Timing is one of the most important things to know about a piece of clinical data. Based on various use cases, we have defined a set of schemas that accommodate either point-based or interval-based descriptions of time. By providing a clean and expressive set of time description schemas, we hope to promote more careful and thorough descriptions of temporal context for mHealth data. Our modeling principles include:

Point and Interval Representations

Measurements (e.g., heart rate, blood glucose) are associated to either a single time point (e.g., a blood glucose reading taken at 7:32 AM Standard Pacific Time on March 7, 2015) or to a time interval (e.g., the average blood glucose from March 1 to March 31, 2015). Clinical schemas for such measures include a time frame data element to allow specification of a time interval or a point in time.

Effective Time Frame

Open mHealth clinical measure schemas include a property called “effective time frame,” which can be used to describe the timing of the reported value.
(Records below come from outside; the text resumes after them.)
use crate::coordinator::{Key, PageEvent, UiEvent};
use crate::fragment;
use crate::types::{Container, Speaker, TaskTriggerRequest};
use anyhow::{Context, Result, bail};

pub const COMMANDS_HELP: &str = "\
commands:
  <text>                 type text and press Enter
  <text>\\                type text and press Shift+Enter (keep composing)
  //text                 send text that starts with '/'
  /date [value]          set the date field (empty clears it)
  /demo                  send the demo message
  /trigger <n>           trigger the n-th task in the task list
  /trigger <name> <due> [next-run] [task-id]
  /tasks                 refresh the task list
  /history               refresh the conversation
  /reset                 reset user data on the server
  /quit                  finish pending requests and exit";

/// Turns one line of terminal input into the page events it stands for.
pub fn parse_input(line: &str) -> Result<Vec<UiEvent>> {
    let line = line.trim_end_matches(['\r', '\n']);

    if let Some(rest) = line.strip_prefix('/') {
        if !rest.starts_with('/') {
            return parse_command(rest).map(|event| vec![event]);
        }
        return Ok(type_line(&line[1..]));
    }
    Ok(type_line(line))
}

fn type_line(line: &str) -> Vec<UiEvent> {
    let (text, shift) = match line.strip_suffix('\\') {
        Some(text) => (text, true),
        None => (line, false),
    };
    let mut events: Vec<UiEvent> = text.chars().map(|c| UiEvent::Key(Key::Char(c))).collect();
    events.push(UiEvent::Key(Key::Enter { shift }));
    events
}

fn parse_command(command: &str) -> Result<UiEvent> {
    let mut parts = command.split_whitespace();
    let name = parts.next().unwrap_or_default();
    let args: Vec<&str> = parts.collect();

    let event = match name {
        "date" => {
            let value = args.join(" ");
            UiEvent::SetDate(if value.is_empty() { None } else { Some(value) })
        }
        "demo" => UiEvent::Demo,
        "tasks" => UiEvent::Refresh(Container::TaskList),
        "history" => UiEvent::Refresh(Container::Conversation),
        "reset" => UiEvent::Reset,
        "quit" | "exit" => UiEvent::Quit,
        "trigger" => parse_trigger(&args)?,
        "" => bail!("empty command"),
        other => bail!("unknown command: /{other}"),
    };
    Ok(event)
}

fn parse_trigger(args: &[&str]) -> Result<UiEvent> {
    match args {
        [] => bail!("/trigger requires a task number or <name> <due-date>"),
        [index] => {
            let n: usize = index.parse().context("invalid task number")?;
            if n == 0 {
                bail!("task numbers start at 1");
            }
            Ok(UiEvent::Trigger(n - 1))
        }
        [name, due, rest @ ..] if rest.len() <= 2 => Ok(UiEvent::TriggerTask(TaskTriggerRequest {
            task_name: name.to_string(),
            due_date: due.to_string(),
            next_run_time: rest.first().map(|s| s.to_string()),
            periodic_task_id: rest.get(1).map(|s| s.to_string()),
        })),
        _ => bail!("too many arguments to /trigger"),
    }
}

/// Terminal rendering of a page change.
pub fn pretty_event(event: &PageEvent) -> String {
    match event {
        PageEvent::TurnAppended(turn) => match &turn.speaker {
            Speaker::Error => format!("!! {}", turn.text),
            speaker => format!("{}: {}", speaker.label(), turn.text),
        },
        PageEvent::Replaced {
            container: Container::Conversation,
            html,
        } => format!("--- conversation ---\n{}\n---", fragment::to_text(html)),
        PageEvent::Replaced {
            container: Container::TaskList,
            html,
        } => pretty_task_list(html),
        PageEvent::InputRestored(draft) => format!("(draft kept: {draft})"),
    }
}

pub fn pretty_task_list(html: &str) -> String {
    let mut out = String::from("--- tasks ---\n");
    let text = fragment::to_text(html);
    if !text.is_empty() {
        out.push_str(&text);
        out.push('\n');
    }
    for (i, control) in fragment::trigger_controls(html).iter().enumerate() {
        out.push_str(&format!("  [{}] {}\n", i + 1, control));
    }
    out.push_str("---");
    out
}

#[cfg(test)]
mod tests {
    use super::*;
    use crate::types::ConversationTurn;

    fn typed(events: &[UiEvent]) -> String {
        events
            .iter()
            .filter_map(|e| match e {
                UiEvent::Key(Key::Char(c)) => Some(*c),
                _ => None,
            })
            .collect()
    }

    #[test]
    fn plain_line_types_then_presses_enter() {
        let events = parse_input("hello\n").unwrap();
        assert_eq!(typed(&events), "hello");
        assert_eq!(
            events.last(),
            Some(&UiEvent::Key(Key::Enter { shift: false }))
        );
    }

    #[test]
    fn trailing_backslash_is_shift_enter() {
        let events = parse_input("first line\\").unwrap();
        assert_eq!(typed(&events), "first line");
        assert_eq!(events.last(), Some(&UiEvent::Key(Key::Enter { shift: true })));
    }

    #[test]
    fn double_slash_escapes_commands() {
        let events = parse_input("//tasks are fun").unwrap();
        assert_eq!(typed(&events), "/tasks are fun");
    }

    #[test]
    fn parses_commands() {
        assert_eq!(parse_input("/demo").unwrap(), vec![UiEvent::Demo]);
        assert_eq!(
            parse_input("/date 2024-01-01T08:00:00").unwrap(),
            vec![UiEvent::SetDate(Some("2024-01-01T08:00:00".to_string()))]
        );
        assert_eq!(parse_input("/date").unwrap(), vec![UiEvent::SetDate(None)]);
        assert_eq!(parse_input("/trigger 2").unwrap(), vec![UiEvent::Trigger(1)]);
        assert_eq!(
            parse_input("/trigger Cook 2024-01-01").unwrap(),
            vec![UiEvent::TriggerTask(TaskTriggerRequest::new("Cook", "2024-01-01"))]
        );
        assert_eq!(
            parse_input("/tasks").unwrap(),
            vec![UiEvent::Refresh(Container::TaskList)]
        );
    }

    #[test]
    fn rejects_bad_commands() {
        assert!(parse_input("/trigger 0").is_err());
        assert!(parse_input("/trigger").is_err());
        assert!(parse_input("/trigger a b c d e").is_err());
        assert!(parse_input("/frobnicate").is_err());
    }

    #[test]
    fn renders_error_turns_distinctly() {
        let line = pretty_event(&PageEvent::TurnAppended(ConversationTurn::error("boom")));
        assert_eq!(line, "!! boom");
        let line = pretty_event(&PageEvent::TurnAppended(ConversationTurn::user("hi")));
        assert_eq!(line, "User: hi");
    }

    #[test]
    fn task_list_lists_numbered_triggers() {
        let html = r#"<li>Cook <button class="trigger-task" data-task-name="Cook" data-due-date="2024-01-01">Trigger</button></li>"#;
        let out = pretty_task_list(html);
        assert!(out.contains("[1] Cook (due 2024-01-01)"));
    }
}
Let’s take this example:Sara measures her body weight with a regular scale at 8 AM on March 5, 2015. This means clinically the weight is “effective” at 8 AM March 5, 2015. She enters the value into her app on March 7, two days later, at which time the data is sent to a cloud aggregator. Her physical activity app downloads that weight reading on March 10, for which the download timestamp is 5 days later than the actual reading and the “effective” time. A body weight’s “effective” date-time can be specified in the body weight schema using the time-frame property. The effective time frame is different from the acquisition time frame, which is the time the data is acquired by a sensor (device or app) and is specified in the header schema as metadata. The effective time frame is the same as the acquisition time frame for situations when the data is recorded in real time (e.g., a device tracking a user’s heart rate). The times may or may not be the same when the data is self-reported by the user (e.g., a user reporting an episode of chest pain after it has occurred). Schemas include the option to describe the effective time frame whenever relevant. If a particular instance of data does not include a description of effective time, developers can use the acquisition time from the header schema as an approximation.

Date, Time, and Time Zones

We distinguish between date, where the granularity of representation is to a calendar day, and a date-time timestamp, where the granularity of representation is to milliseconds in UTC time.